-- Opening Marker --
//! `comex import`: load trade flows from a CSV file.
//!
//! Expected header:
//!
//! ```text
//! hs_code,origin_country,destination_country,year,volume,value_usd
//! ```
//!
//! Countries may be alpha-2 codes or names known to the country table.
//! Rows that fail to parse or validate are skipped and counted; the rest
//! are inserted in one transaction under source `import:<file name>`.

use anyhow::{Context, Result};
use serde::Deserialize;
use std::io::Read;
use std::path::Path;

use comex_core::countries;
use comex_core::models::{HsCode, TradeFlow};
use comex_core::store::TradeStore;

use crate::config::Config;
use crate::db;
use crate::migrate::migrate_pool;
use crate::sqlite_store::SqliteStore;

#[derive(Debug, Deserialize)]
struct CsvRow {
    hs_code: String,
    origin_country: String,
    destination_country: String,
    year: i32,
    volume: f64,
    value_usd: f64,
}

impl CsvRow {
    fn into_flow(self) -> Option<TradeFlow> {
        let flow = TradeFlow {
            hs_code: HsCode::parse(&self.hs_code).ok()?,
            origin_country: countries::normalize_code(&self.origin_country)?,
            destination_country: countries::normalize_code(&self.destination_country)?,
            year: self.year,
            volume: self.volume,
            value_usd: self.value_usd,
        };
        flow.validate().ok()?;
        Some(flow)
    }
}

/// Rows accepted and rows skipped by a parse.
#[derive(Debug, Default)]
pub struct ParsedCsv {
    pub flows: Vec<TradeFlow>,
    pub skipped: usize,
}

/// Parses CSV trade rows. Fails only when the header is unusable.
pub fn parse_trade_csv<R: Read>(reader: R) -> Result<ParsedCsv> {
    let mut reader = csv::ReaderBuilder::new()
        .has_headers(true)
        .trim(csv::Trim::All)
        .from_reader(reader);

    let headers = reader.headers().context("failed to read CSV header")?;
    for required in [
        "hs_code",
        "origin_country",
        "destination_country",
        "year",
        "volume",
        "value_usd",
    ] {
        if !headers.iter().any(|h| h == required) {
            anyhow::bail!("CSV header is missing column '{}'", required);
        }
    }

    let mut parsed = ParsedCsv::default();
    for (line, result) in reader.deserialize::<CsvRow>().enumerate() {
        match result.ok().and_then(CsvRow::into_flow) {
            Some(flow) => parsed.flows.push(flow),
            None => {
                tracing::debug!(row = line + 1, "skipping invalid trade row");
                parsed.skipped += 1;
            }
        }
    }
    Ok(parsed)
}

/// Source tag stored with imported rows.
pub fn import_source(path: &Path) -> String {
    let name = path
        .file_name()
        .map(|n| n.to_string_lossy().to_string())
        .unwrap_or_else(|| path.display().to_string());
    format!("import:{}", name)
}

/// CLI entry point for `comex import`.
///
/// With `replace`, rows previously imported from a file of the same name
/// are deleted first.
pub async fn run_import(config: &Config, path: &Path, replace: bool) -> Result<()> {
    let file = std::fs::File::open(path)
        .with_context(|| format!("failed to open {}", path.display()))?;
    let parsed = parse_trade_csv(file)?;
    let source = import_source(path);

    let pool = db::connect(config).await?;
    migrate_pool(&pool).await?;
    let store = SqliteStore::new(pool.clone());

    let result = async {
        if replace {
            let removed = store.delete_trade_flows(&source).await?;
            tracing::info!(source = %source, removed, "replaced previous import");
        }
        store.insert_trade_flows(&parsed.flows, &source).await
    }
    .await;
    pool.close().await;
    let imported = result?;

    println!("imported: {}, skipped: {}", imported, parsed.skipped);
    Ok(())
}
//! Helpers shared by unit tests.

use axum::Router;

/// Serves `app` on an ephemeral localhost port and returns its base URL.
pub async fn spawn_mock(app: Router) -> String {
    let listener = tokio::net::TcpListener::bind("127.0.0.1:0").await.unwrap();
    let addr = listener.local_addr().unwrap();
    tokio::spawn(async move {
        axum::serve(listener, app).await.unwrap();
    });
    format!("http://{}", addr)
}
//! Market analysis: the presenter in front of the opportunity engine.
//!
//! Used by both the `comex analyze` CLI command and
//! `GET /api/market-analysis`. Resolves the HS code (given directly or
//! classified from a product description), runs the engine over remote or
//! stored trade flows, and substitutes the static fallback rows when the
//! engine has nothing to rank.

use anyhow::{bail, Result};
use serde::{Deserialize, Serialize};
use sqlx::SqlitePool;

use comex_core::classify::{Classifier, HsCatalogue};
use comex_core::countries;
use comex_core::models::{HsCode, OpportunityResult};
use comex_core::opportunity::{fallback_opportunities, OpportunityEngine, OpportunityRequest};
use comex_core::scoring::{landed_cost, round2};

use crate::classifier::create_classifier;
use crate::config::Config;
use crate::db;
use crate::sqlite_store::SqliteStore;
use crate::trade_source::RemoteTradeSource;

/// Query parameters shared by the CLI and HTTP frontends.
#[derive(Debug, Clone, Default, Deserialize)]
pub struct AnalysisQuery {
    pub hs_code: Option<String>,
    pub product: Option<String>,
    pub origin: Option<String>,
    pub fob_price: Option<f64>,
    pub logistics_cost: Option<f64>,
    pub year: Option<i32>,
    pub limit: Option<usize>,
}

/// Response shape consumed by the dashboard map and sidebar.
#[derive(Debug, Clone, Serialize)]
pub struct MarketAnalysis {
    pub hs_code: String,
    pub product: String,
    pub origin: Option<String>,
    /// True when `opportunities` are the static placeholder rows.
    pub fallback: bool,
    pub opportunities: Vec<OpportunityResult>,
}

/// Builds the engine request from a query, applying config defaults.
async fn build_request(
    config: &Config,
    classifier: &dyn Classifier,
    query: &AnalysisQuery,
) -> Result<(OpportunityRequest, String)> {
    let (hs_code, product) = match (&query.hs_code, &query.product) {
        (Some(code), _) if !code.trim().is_empty() => {
            let hs_code = HsCode::parse(code)?;
            let product = HsCatalogue::builtin()
                .describe(&hs_code)
                .map(|e| e.description.to_string())
                .unwrap_or_default();
            (hs_code, product)
        }
        (_, Some(product)) if !product.trim().is_empty() => {
            match classifier.classify(product).await? {
                Some(c) => (c.hs_code, product.clone()),
                None => bail!("could not classify product: {}", product),
            }
        }
        _ => bail!("either hs_code or product must be provided"),
    };

    let origin_country = match query.origin.as_deref().map(str::trim) {
        Some(o) if !o.is_empty() => match countries::normalize_code(o) {
            Some(code) => Some(code),
            None => bail!("invalid origin country: {}", o),
        },
        _ => None,
    };

    let fob_price = query.fob_price.unwrap_or(config.scoring.default_fob_price);
    let logistics_cost = query
        .logistics_cost
        .unwrap_or(config.scoring.logistics_cost_estimate);
    if !(fob_price.is_finite() && fob_price >= 0.0)
        || !(logistics_cost.is_finite() && logistics_cost >= 0.0)
    {
        bail!("fob_price and logistics_cost must be finite and not negative");
    }

    let limit = query.limit.unwrap_or(config.scoring.final_limit);
    if limit == 0 {
        bail!("limit must be >= 1");
    }

    Ok((
        OpportunityRequest {
            hs_code,
            origin_country,
            fob_price,
            logistics_cost,
            year: query.year,
            limit: Some(limit),
        },
        product,
    ))
}

/// Core analysis function returning structured data (used by CLI and server).
pub async fn market_analysis(
    config: &Config,
    pool: &SqlitePool,
    classifier: &dyn Classifier,
    query: &AnalysisQuery,
) -> Result<MarketAnalysis> {
    let (req, product) = build_request(config, classifier, query).await?;

    let store = SqliteStore::new(pool.clone());
    let engine = OpportunityEngine::from_store(&store, config.scoring.engine_params()).await?;

    let remote_rows = match &config.trade_data {
        Some(td) => {
            RemoteTradeSource::new(td)?
                .fetch(req.hs_code.as_str(), req.origin_country.as_deref())
                .await
        }
        None => Vec::new(),
    };

    let mut opportunities = if remote_rows.is_empty() {
        engine.rank(&req).await?
    } else {
        engine.rank_rows(&req, remote_rows)
    };

    let fallback = opportunities.is_empty();
    if fallback {
        tracing::info!(hs_code = %req.hs_code, "no trade data; serving fallback opportunities");
        opportunities = fallback_opportunities();
        for o in &mut opportunities {
            o.landed_cost = landed_cost(req.fob_price, req.logistics_cost, o.tariff_rate);
        }
    }

    for o in &mut opportunities {
        o.score = round2(o.score);
        o.demand_score = round2(o.demand_score);
        o.tariff_score = round2(o.tariff_score);
        o.ease_score = round2(o.ease_score);
        o.landed_cost = round2(o.landed_cost);
    }

    Ok(MarketAnalysis {
        hs_code: req.hs_code.to_string(),
        product,
        origin: req.origin_country,
        fallback,
        opportunities,
    })
}

/// CLI entry point for `comex analyze`.
pub async fn run_analyze(config: &Config, query: &AnalysisQuery, json: bool) -> Result<()> {
    let pool = db::connect(config).await?;
    let classifier = create_classifier(config)?;
    let analysis = market_analysis(config, &pool, classifier.as_ref(), query).await;
    pool.close().await;
    let analysis = analysis?;

    if json {
        println!("{}", serde_json::to_string_pretty(&analysis)?);
        return Ok(());
    }

    println!(
        "HS {} {}",
        analysis.hs_code,
        if analysis.product.is_empty() {
            String::new()
        } else {
            format!("({})", analysis.product)
        }
    );
    if let Some(ref origin) = analysis.origin {
        println!("origin: {} ({})", origin, countries::name_for(origin));
    }
    if analysis.fallback {
        println!("No trade data for this product; showing fallback markets.");
    }
    println!();
    println!(
        "  {:<4} {:<22} {:>7} {:>7} {:>7} {:>7} {:>7} {:>12}",
        "#", "COUNTRY", "SCORE", "DEMAND", "TARIFF", "EASE", "RATE%", "LANDED"
    );
    println!("  {}", "-".repeat(82));
    for (i, o) in analysis.opportunities.iter().enumerate() {
        println!(
            "  {:<4} {:<22} {:>7.2} {:>7.2} {:>7.2} {:>7.2} {:>7.2} {:>12.2}",
            i + 1,
            format!("{} {}", o.country_code, o.country_name),
            o.score,
            o.demand_score,
            o.tariff_score,
            o.ease_score,
            o.tariff_rate,
            o.landed_cost
        );
    }
    println!();

    Ok(())
}

#[cfg(test)]
mod tests {
    use super::*;
    use crate::config::TradeDataConfig;
    use crate::migrate::migrate_pool;
    use crate::test_support::spawn_mock;
    use axum::{http::StatusCode, routing::get, Json, Router};
    use comex_core::classify::KeywordClassifier;
    use comex_core::models::TradeFlow;
    use comex_core::store::TradeStore;
    use sqlx::sqlite::SqlitePoolOptions;

    async fn pool_with_flows() -> SqlitePool {
        let pool = SqlitePoolOptions::new()
            .max_connections(1)
            .connect("sqlite::memory:")
            .await
            .unwrap();
        migrate_pool(&pool).await.unwrap();
        let store = SqliteStore::new(pool.clone());
        let flows: Vec<TradeFlow> = [("US", 300.0), ("DE", 200.0), ("BR", 999.0)]
            .iter()
            .map(|(dest, volume)| TradeFlow {
                hs_code: HsCode::parse("0901").unwrap(),
                origin_country: "CO".to_string(),
                destination_country: dest.to_string(),
                year: 2023,
                volume: *volume,
                value_usd: volume * 4.0,
            })
            .collect();
        store.insert_trade_flows(&flows, "test").await.unwrap();
        pool
    }

    #[tokio::test]
    async fn test_analysis_by_product_description() {
        let pool = pool_with_flows().await;
        let config = Config::minimal("unused.sqlite");
        let query = AnalysisQuery {
            product: Some("specialty arabica coffee".to_string()),
            origin: Some("Brazil".to_string()),
            ..Default::default()
        };
        let analysis = market_analysis(&config, &pool, &KeywordClassifier::default(), &query)
            .await
            .unwrap();
        assert_eq!(analysis.hs_code, "0901");
        assert_eq!(analysis.origin.as_deref(), Some("BR"));
        assert!(!analysis.fallback);
        let countries: Vec<&str> = analysis
            .opportunities
            .iter()
            .map(|o| o.country_code.as_str())
            .collect();
        assert_eq!(countries, vec!["US", "DE"]);
    }

    #[tokio::test]
    async fn test_analysis_falls_back_when_no_rows() {
        let pool = pool_with_flows().await;
        let config = Config::minimal("unused.sqlite");
        let query = AnalysisQuery {
            hs_code: Some("8517".to_string()),
            ..Default::default()
        };
        let analysis = market_analysis(&config, &pool, &KeywordClassifier::default(), &query)
            .await
            .unwrap();
        assert!(analysis.fallback);
        assert_eq!(analysis.opportunities.len(), 3);
        assert_eq!(analysis.product, "Telephone sets, including smartphones");
        // India placeholder: 12% tariff on the default 10000 FOB + 1500 logistics.
        assert_eq!(analysis.opportunities[0].country_code, "IN");
        assert_eq!(analysis.opportunities[0].landed_cost, 12_700.0);
    }

    #[tokio::test]
    async fn test_non_finite_prices_rejected() {
        let pool = pool_with_flows().await;
        let config = Config::minimal("unused.sqlite");
        for (fob, logistics) in [(f64::NAN, 0.0), (f64::INFINITY, 0.0), (100.0, f64::NAN)] {
            let query = AnalysisQuery {
                hs_code: Some("0901".to_string()),
                fob_price: Some(fob),
                logistics_cost: Some(logistics),
                ..Default::default()
            };
            let err = market_analysis(&config, &pool, &KeywordClassifier::default(), &query)
                .await
                .unwrap_err();
            assert!(err.to_string().contains("must be finite"));
        }
    }

    fn remote_config(url: String) -> Config {
        let mut config = Config::minimal("unused.sqlite");
        config.trade_data = Some(TradeDataConfig {
            url,
            timeout_secs: 5,
        });
        config
    }

    #[tokio::test]
    async fn test_remote_rows_replace_stored_rows() {
        let app = Router::new().route(
            "/trade",
            get(|| async {
                Json(serde_json::json!([
                    {"hs_code": "0901", "origin_country": "BR", "destination_country": "USA",
                     "year": 2023, "volume": 10.0, "value_usd": 40.0},
                    {"hs_code": "0901", "origin_country": "BR", "destination_country": "JP",
                     "year": 2023, "volume": 40.0, "value_usd": 160.0},
                    {"hs_code": "8517", "origin_country": "BR", "destination_country": "CN",
                     "year": 2023, "volume": 999.0, "value_usd": 9990.0}
                ]))
            }),
        );
        let base = spawn_mock(app).await;
        let pool = pool_with_flows().await;
        let config = remote_config(format!("{}/trade", base));
        let query = AnalysisQuery {
            hs_code: Some("0901".to_string()),
            origin: Some("BR".to_string()),
            ..Default::default()
        };
        let analysis = market_analysis(&config, &pool, &KeywordClassifier::default(), &query)
            .await
            .unwrap();
        assert!(!analysis.fallback);
        let countries: Vec<&str> = analysis
            .opportunities
            .iter()
            .map(|o| o.country_code.as_str())
            .collect();
        // Stored rows (US 300, DE 200) are not used; the 8517 row is ignored.
        assert_eq!(countries, vec!["JP", "US"]);
        assert_eq!(analysis.opportunities[0].demand_score, 100.0);
        assert_eq!(analysis.opportunities[1].demand_score, 25.0);
    }

    #[tokio::test]
    async fn test_remote_error_uses_stored_rows() {
        let app = Router::new().route("/trade", get(|| async { StatusCode::INTERNAL_SERVER_ERROR }));
        let base = spawn_mock(app).await;
        let pool = pool_with_flows().await;
        let config = remote_config(format!("{}/trade", base));
        let query = AnalysisQuery {
            hs_code: Some("0901".to_string()),
            origin: Some("BR".to_string()),
            ..Default::default()
        };
        let analysis = market_analysis(&config, &pool, &KeywordClassifier::default(), &query)
            .await
            .unwrap();
        let countries: Vec<&str> = analysis
            .opportunities
            .iter()
            .map(|o| o.country_code.as_str())
            .collect();
        assert_eq!(countries, vec!["US", "DE"]);
    }

    #[tokio::test]
    async fn test_analysis_requires_code_or_product() {
        let pool = pool_with_flows().await;
        let config = Config::minimal("unused.sqlite");
        let err = market_analysis(
            &config,
            &pool,
            &KeywordClassifier::default(),
            &AnalysisQuery::default(),
        )
        .await
        .unwrap_err();
        assert!(err.to_string().contains("must be provided"));
    }

    #[tokio::test]
    async fn test_analysis_rejects_unknown_origin() {
        let pool = pool_with_flows().await;
        let config = Config::minimal("unused.sqlite");
        let query = AnalysisQuery {
            hs_code: Some("0901".to_string()),
            origin: Some("Atlantis".to_string()),
            ..Default::default()
        };
        let err = market_analysis(&config, &pool, &KeywordClassifier::default(), &query)
            .await
            .unwrap_err();
        assert!(err.to_string().contains("invalid origin"));
    }

    #[tokio::test]
    async fn test_scores_rounded_for_presentation() {
        let pool = pool_with_flows().await;
        let config = Config::minimal("unused.sqlite");
        let query = AnalysisQuery {
            hs_code: Some("0901".to_string()),
            ..Default::default()
        };
        let analysis = market_analysis(&config, &pool, &KeywordClassifier::default(), &query)
            .await
            .unwrap();
        for o in &analysis.opportunities {
            assert_eq!(o.score, round2(o.score));
        }
    }
}
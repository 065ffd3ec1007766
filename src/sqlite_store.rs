//! SQLite-backed [`TradeStore`] implementation.
//!
//! Maps each [`TradeStore`] operation onto the schema created by
//! [`crate::migrate`] (trade_flows, tariff_lines, regulatory_rules).

use anyhow::{Context, Result};
use async_trait::async_trait;
use sqlx::{Row, SqlitePool};
use uuid::Uuid;

use comex_core::models::{HsCode, RegulatoryRule, TariffLine, TradeFlow};
use comex_core::store::TradeStore;

/// SQLite implementation of the [`TradeStore`] trait.
#[derive(Clone)]
pub struct SqliteStore {
    pool: SqlitePool,
}

impl SqliteStore {
    pub fn new(pool: SqlitePool) -> Self {
        Self { pool }
    }

    pub fn pool(&self) -> &SqlitePool {
        &self.pool
    }
}

#[async_trait]
impl TradeStore for SqliteStore {
    async fn insert_trade_flows(&self, flows: &[TradeFlow], source: &str) -> Result<usize> {
        let now = chrono::Utc::now().timestamp();
        let mut tx = self.pool.begin().await?;

        for flow in flows {
            flow.validate()?;
            sqlx::query(
                r#"
                INSERT INTO trade_flows (id, hs_code, origin_country, destination_country,
                                         year, volume, value_usd, source, created_at)
                VALUES (?, ?, ?, ?, ?, ?, ?, ?, ?)
                "#,
            )
            .bind(Uuid::new_v4().to_string())
            .bind(flow.hs_code.as_str())
            .bind(&flow.origin_country)
            .bind(&flow.destination_country)
            .bind(flow.year)
            .bind(flow.volume)
            .bind(flow.value_usd)
            .bind(source)
            .bind(now)
            .execute(&mut *tx)
            .await?;
        }

        tx.commit().await?;
        Ok(flows.len())
    }

    async fn delete_trade_flows(&self, source: &str) -> Result<u64> {
        let result = sqlx::query("DELETE FROM trade_flows WHERE source = ?")
            .bind(source)
            .execute(&self.pool)
            .await?;
        Ok(result.rows_affected())
    }

    async fn trade_flows(&self, hs_code: &str, year: Option<i32>) -> Result<Vec<TradeFlow>> {
        let rows = sqlx::query(
            r#"
            SELECT hs_code, origin_country, destination_country, year, volume, value_usd
            FROM trade_flows
            WHERE (hs_code LIKE ? || '%' OR ? LIKE hs_code || '%')
              AND (? IS NULL OR year = ?)
            ORDER BY rowid ASC
            "#,
        )
        .bind(hs_code)
        .bind(hs_code)
        .bind(year)
        .bind(year)
        .fetch_all(&self.pool)
        .await?;

        rows.iter()
            .map(|row| -> Result<TradeFlow> {
                let code: String = row.get("hs_code");
                Ok(TradeFlow {
                    hs_code: HsCode::parse(&code)
                        .with_context(|| format!("corrupt hs_code in trade_flows: {}", code))?,
                    origin_country: row.get("origin_country"),
                    destination_country: row.get("destination_country"),
                    year: row.get("year"),
                    volume: row.get("volume"),
                    value_usd: row.get("value_usd"),
                })
            })
            .collect()
    }

    async fn tariff_lines(&self) -> Result<Vec<TariffLine>> {
        let rows = sqlx::query(
            "SELECT country_code, hs_prefix, rate_percent, non_tariff_measures_json FROM tariff_lines ORDER BY id ASC",
        )
        .fetch_all(&self.pool)
        .await?;

        rows.iter()
            .map(|row| -> Result<TariffLine> {
                let measures_json: String = row.get("non_tariff_measures_json");
                Ok(TariffLine {
                    country_code: row.get("country_code"),
                    hs_prefix: row.get("hs_prefix"),
                    rate_percent: row.get("rate_percent"),
                    non_tariff_measures: serde_json::from_str(&measures_json)
                        .context("corrupt non_tariff_measures_json")?,
                })
            })
            .collect()
    }

    async fn regulatory_rules(&self) -> Result<Vec<RegulatoryRule>> {
        let rows = sqlx::query(
            r#"
            SELECT hs_chapter, country_code, origin_country_code, document_name, issuer, description
            FROM regulatory_rules
            ORDER BY id ASC
            "#,
        )
        .fetch_all(&self.pool)
        .await?;

        Ok(rows
            .iter()
            .map(|row| RegulatoryRule {
                hs_chapter: row.get("hs_chapter"),
                country_code: row.get("country_code"),
                origin_country_code: row.get("origin_country_code"),
                document_name: row.get("document_name"),
                issuer: row.get("issuer"),
                description: row.get("description"),
            })
            .collect())
    }

    async fn replace_reference_data(
        &self,
        tariffs: &[TariffLine],
        rules: &[RegulatoryRule],
    ) -> Result<()> {
        let mut tx = self.pool.begin().await?;

        sqlx::query("DELETE FROM tariff_lines")
            .execute(&mut *tx)
            .await?;
        sqlx::query("DELETE FROM regulatory_rules")
            .execute(&mut *tx)
            .await?;

        for line in tariffs {
            sqlx::query(
                r#"
                INSERT INTO tariff_lines (country_code, hs_prefix, rate_percent, non_tariff_measures_json)
                VALUES (?, ?, ?, ?)
                ON CONFLICT(country_code, hs_prefix) DO UPDATE SET
                    rate_percent = excluded.rate_percent,
                    non_tariff_measures_json = excluded.non_tariff_measures_json
                "#,
            )
            .bind(&line.country_code)
            .bind(&line.hs_prefix)
            .bind(line.rate_percent)
            .bind(serde_json::to_string(&line.non_tariff_measures)?)
            .execute(&mut *tx)
            .await?;
        }

        for rule in rules {
            sqlx::query(
                r#"
                INSERT INTO regulatory_rules (hs_chapter, country_code, origin_country_code,
                                              document_name, issuer, description)
                VALUES (?, ?, ?, ?, ?, ?)
                "#,
            )
            .bind(&rule.hs_chapter)
            .bind(&rule.country_code)
            .bind(&rule.origin_country_code)
            .bind(&rule.document_name)
            .bind(&rule.issuer)
            .bind(&rule.description)
            .execute(&mut *tx)
            .await?;
        }

        tx.commit().await?;
        Ok(())
    }
}

#[cfg(test)]
mod tests {
    use super::*;
    use crate::migrate::migrate_pool;
    use comex_core::regulatory::RegulatoryTable;
    use sqlx::sqlite::SqlitePoolOptions;

    async fn memory_store() -> SqliteStore {
        let pool = SqlitePoolOptions::new()
            .max_connections(1)
            .connect("sqlite::memory:")
            .await
            .unwrap();
        migrate_pool(&pool).await.unwrap();
        SqliteStore::new(pool)
    }

    fn flow(hs: &str, dest: &str, year: i32, volume: f64) -> TradeFlow {
        TradeFlow {
            hs_code: HsCode::parse(hs).unwrap(),
            origin_country: "BR".to_string(),
            destination_country: dest.to_string(),
            year,
            volume,
            value_usd: volume * 2.0,
        }
    }

    #[tokio::test]
    async fn test_trade_flows_roundtrip_in_insertion_order() {
        let store = memory_store().await;
        store
            .insert_trade_flows(
                &[
                    flow("090121", "US", 2023, 10.0),
                    flow("09", "DE", 2022, 20.0),
                    flow("0902", "JP", 2023, 30.0),
                    flow("0901", "CN", 2023, 40.0),
                ],
                "test",
            )
            .await
            .unwrap();

        let rows = store.trade_flows("0901", None).await.unwrap();
        let dests: Vec<&str> = rows.iter().map(|r| r.destination_country.as_str()).collect();
        assert_eq!(dests, vec!["US", "DE", "CN"]);
        assert_eq!(rows[0].hs_code.as_str(), "090121");
        assert_eq!(rows[0].value_usd, 20.0);

        let only_2023 = store.trade_flows("0901", Some(2023)).await.unwrap();
        assert_eq!(only_2023.len(), 2);
    }

    #[tokio::test]
    async fn test_insert_is_all_or_nothing() {
        let store = memory_store().await;
        let mut bad = flow("0901", "US", 2023, 1.0);
        bad.volume = -1.0;
        let result = store
            .insert_trade_flows(&[flow("0901", "DE", 2023, 1.0), bad], "test")
            .await;
        assert!(result.is_err());
        assert!(store.trade_flows("0901", None).await.unwrap().is_empty());
    }

    #[tokio::test]
    async fn test_delete_by_source() {
        let store = memory_store().await;
        store
            .insert_trade_flows(&[flow("0901", "US", 2023, 1.0)], "seed")
            .await
            .unwrap();
        store
            .insert_trade_flows(&[flow("0901", "DE", 2023, 1.0)], "import:a.csv")
            .await
            .unwrap();
        assert_eq!(store.delete_trade_flows("seed").await.unwrap(), 1);
        assert_eq!(store.trade_flows("0901", None).await.unwrap().len(), 1);
    }

    #[tokio::test]
    async fn test_reference_data_roundtrip() {
        let store = memory_store().await;
        let table = RegulatoryTable::builtin();
        store
            .replace_reference_data(table.tariff_lines(), table.rules())
            .await
            .unwrap();
        // Replacing twice must not duplicate.
        store
            .replace_reference_data(table.tariff_lines(), table.rules())
            .await
            .unwrap();

        let tariffs = store.tariff_lines().await.unwrap();
        let rules = store.regulatory_rules().await.unwrap();
        assert_eq!(tariffs, table.tariff_lines().to_vec());
        assert_eq!(rules, table.rules().to_vec());
    }
}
-- Closing Marker --
Goal of the exercise:
Would you output, from the records above, exactly the run of lines that starts at the line containing "by a parse." and ends at the line containing "for required in", and only that run?

Your response:
/// Rows accepted and rows skipped by a parse.
#[derive(Debug, Default)]
pub struct ParsedCsv {
    pub flows: Vec<TradeFlow>,
    pub skipped: usize,
}

/// Parses CSV trade rows. Fails only when the header is unusable.
pub fn parse_trade_csv<R: Read>(reader: R) -> Result<ParsedCsv> {
    let mut reader = csv::ReaderBuilder::new()
        .has_headers(true)
        .trim(csv::Trim::All)
        .from_reader(reader);

    let headers = reader.headers().context("failed to read CSV header")?;
    for required in [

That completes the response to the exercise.